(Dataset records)
* * * * *

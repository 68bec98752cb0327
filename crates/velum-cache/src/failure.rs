//! Short-lived record of failed introduction points.
//!
//! Failures are kept per service, per relay, with the time of first
//! failure. The tracker is reconciled against freshly fetched descriptors
//! so a client does not retry an introduction point it just saw fail, and
//! entries age out quickly so transient failures do not blacklist a relay
//! for long.

use std::collections::HashMap;

use tracing::debug;
use velum_types::{RelayId, ServiceId, Timestamp};

use crate::descriptor::ParsedDescriptor;

/// Why an introduction point was recorded as failing.
#[derive(Debug, Clone, Copy, PartialEq, Eq)]
pub enum IntroFailureKind {
    /// Unspecified failure.
    Generic,
    /// The introduction timed out.
    Timeout,
    /// The introduction point could not be reached.
    Unreachable,
}

/// A recorded failure for one introduction point.
#[derive(Debug, Clone, Copy, PartialEq, Eq)]
pub struct IntroFailure {
    /// Most recent failure kind observed.
    pub kind: IntroFailureKind,
    /// When the relay was first noted as failing. Repeat failures update
    /// the kind but keep this time, so the entry still ages out.
    pub created_at: Timestamp,
}

/// Per-service map of failing introduction points.
#[derive(Debug, Default)]
pub struct FailureTracker {
    services: HashMap<ServiceId, HashMap<RelayId, IntroFailure>>,
}

impl FailureTracker {
    pub fn new() -> Self {
        Self::default()
    }

    /// Record a failure for `relay` when introducing to `service`.
    ///
    /// A repeat failure overwrites the kind but keeps the original
    /// creation time.
    pub fn note(&mut self, service: &ServiceId, relay: RelayId, kind: IntroFailureKind, now: Timestamp) {
        let per_service = self.services.entry(service.clone()).or_default();
        per_service
            .entry(relay)
            .and_modify(|f| f.kind = kind)
            .or_insert(IntroFailure {
                kind,
                created_at: now,
            });
    }

    /// Look up the recorded failure for a relay, if any.
    pub fn lookup(&self, service: &ServiceId, relay: &RelayId) -> Option<&IntroFailure> {
        self.services.get(service)?.get(relay)
    }

    /// Whether a failure is recorded for this service and relay.
    pub fn contains(&self, service: &ServiceId, relay: &RelayId) -> bool {
        self.lookup(service, relay).is_some()
    }

    /// Reconcile a freshly parsed descriptor against recorded failures.
    ///
    /// Introduction points that appear in the failure record are removed
    /// from the descriptor, and their failure entries are carried into a
    /// replacement record that becomes the service's whole failure state.
    /// Failures for relays the new descriptor no longer lists are dropped
    /// with it. The replacement is installed even when empty, so a store
    /// that later releases the service entry removes exactly this state.
    pub fn reconcile(&mut self, desc: &mut ParsedDescriptor) {
        let Some(existing) = self.services.get(&desc.service_id) else {
            return;
        };
        let mut replacement = HashMap::new();
        desc.intro_points.retain(|ip| {
            if let Some(failure) = existing.get(&ip.identity) {
                debug!(
                    service = %desc.service_id,
                    relay = %ip.identity,
                    "dropping recently failed introduction point from descriptor"
                );
                replacement.insert(ip.identity, *failure);
                false
            } else {
                true
            }
        });
        self.services.insert(desc.service_id.clone(), replacement);
    }

    /// Drop failure entries created before `cutoff`; an entry created
    /// exactly at the cutoff is kept. Services left with no entries are
    /// removed entirely.
    pub fn sweep(&mut self, cutoff: Timestamp) {
        self.services.retain(|_, per_service| {
            per_service.retain(|_, f| f.created_at >= cutoff);
            !per_service.is_empty()
        });
    }

    /// Forget all failure state for one service.
    pub fn remove_service(&mut self, service: &ServiceId) {
        self.services.remove(service);
    }

    /// Forget everything.
    pub fn purge(&mut self) {
        self.services.clear();
    }

    #[cfg(test)]
    pub(crate) fn service_count(&self) -> usize {
        self.services.len()
    }
}

#[cfg(test)]
mod tests {
    use super::*;
    use crate::descriptor::IntroPoint;
    use velum_types::DescriptorId;

    fn service(s: &str) -> ServiceId {
        ServiceId::new(s).unwrap()
    }

    fn relay(b: u8) -> RelayId {
        RelayId::from_bytes([b; 20])
    }

    fn desc_with_intros(sid: &ServiceId, relays: &[RelayId]) -> ParsedDescriptor {
        ParsedDescriptor {
            desc_id: DescriptorId::from_bytes([9; 20]),
            service_id: sid.clone(),
            timestamp: 1000,
            intro_points: relays
                .iter()
                .map(|r| IntroPoint {
                    identity: *r,
                    address: None,
                })
                .collect(),
            encoded_len: 64,
        }
    }

    #[test]
    fn first_failure_sets_creation_time_repeats_keep_it() {
        let mut t = FailureTracker::new();
        let sid = service("abcdefghijklmnop");
        t.note(&sid, relay(1), IntroFailureKind::Timeout, 100);
        t.note(&sid, relay(1), IntroFailureKind::Unreachable, 250);

        let f = t.lookup(&sid, &relay(1)).unwrap();
        assert_eq!(f.kind, IntroFailureKind::Unreachable);
        assert_eq!(f.created_at, 100);
    }

    #[test]
    fn reconcile_strips_failed_points_and_rebuilds_record() {
        let mut t = FailureTracker::new();
        let sid = service("abcdefghijklmnop");
        t.note(&sid, relay(1), IntroFailureKind::Generic, 10);
        t.note(&sid, relay(2), IntroFailureKind::Timeout, 20);

        // New descriptor lists relay 1 (still failing) and relay 3 (clean);
        // relay 2 is no longer offered.
        let mut d = desc_with_intros(&sid, &[relay(1), relay(3)]);
        t.reconcile(&mut d);

        assert_eq!(d.intro_points.len(), 1);
        assert_eq!(d.intro_points[0].identity, relay(3));
        assert!(t.contains(&sid, &relay(1)));
        assert!(!t.contains(&sid, &relay(2)));
    }

    #[test]
    fn reconcile_installs_empty_record_when_no_failures_match() {
        let mut t = FailureTracker::new();
        let sid = service("abcdefghijklmnop");
        t.note(&sid, relay(5), IntroFailureKind::Generic, 10);

        let mut d = desc_with_intros(&sid, &[relay(7)]);
        t.reconcile(&mut d);

        assert_eq!(d.intro_points.len(), 1);
        assert!(!t.contains(&sid, &relay(5)));
        // The service record survives, empty, until swept or removed.
        assert_eq!(t.service_count(), 1);
    }

    #[test]
    fn reconcile_without_prior_failures_is_a_no_op() {
        let mut t = FailureTracker::new();
        let sid = service("abcdefghijklmnop");
        let mut d = desc_with_intros(&sid, &[relay(1), relay(2)]);
        t.reconcile(&mut d);
        assert_eq!(d.intro_points.len(), 2);
        assert_eq!(t.service_count(), 0);
    }

    #[test]
    fn sweep_drops_old_entries_and_empty_services() {
        let mut t = FailureTracker::new();
        let a = service("abcdefghijklmnop");
        let b = service("ponmlkjihgfedcba");
        t.note(&a, relay(1), IntroFailureKind::Generic, 100);
        t.note(&a, relay(2), IntroFailureKind::Generic, 500);
        t.note(&a, relay(4), IntroFailureKind::Generic, 300);
        t.note(&b, relay(3), IntroFailureKind::Generic, 100);

        t.sweep(300);

        assert!(!t.contains(&a, &relay(1)));
        assert!(t.contains(&a, &relay(2)));
        // Created exactly at the cutoff: not yet expired.
        assert!(t.contains(&a, &relay(4)));
        assert_eq!(t.service_count(), 1);
    }

    #[test]
    fn remove_service_only_touches_that_service() {
        let mut t = FailureTracker::new();
        let a = service("abcdefghijklmnop");
        let b = service("ponmlkjihgfedcba");
        t.note(&a, relay(1), IntroFailureKind::Generic, 1);
        t.note(&b, relay(2), IntroFailureKind::Generic, 1);

        t.remove_service(&a);
        assert!(!t.contains(&a, &relay(1)));
        assert!(t.contains(&b, &relay(2)));
    }
}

* * * * *

• [REQUIRED WORK]: When the string "Generic" appears in a line of the records above, that line is to be copied.

• [RESPONSE BOX]:
    Generic,
        t.note(&sid, relay(1), IntroFailureKind::Generic, 10);
        t.note(&sid, relay(5), IntroFailureKind::Generic, 10);
        t.note(&a, relay(1), IntroFailureKind::Generic, 100);
        t.note(&a, relay(2), IntroFailureKind::Generic, 500);
        t.note(&a, relay(4), IntroFailureKind::Generic, 300);
        t.note(&b, relay(3), IntroFailureKind::Generic, 100);
        t.note(&a, relay(1), IntroFailureKind::Generic, 1);
        t.note(&b, relay(2), IntroFailureKind::Generic, 1);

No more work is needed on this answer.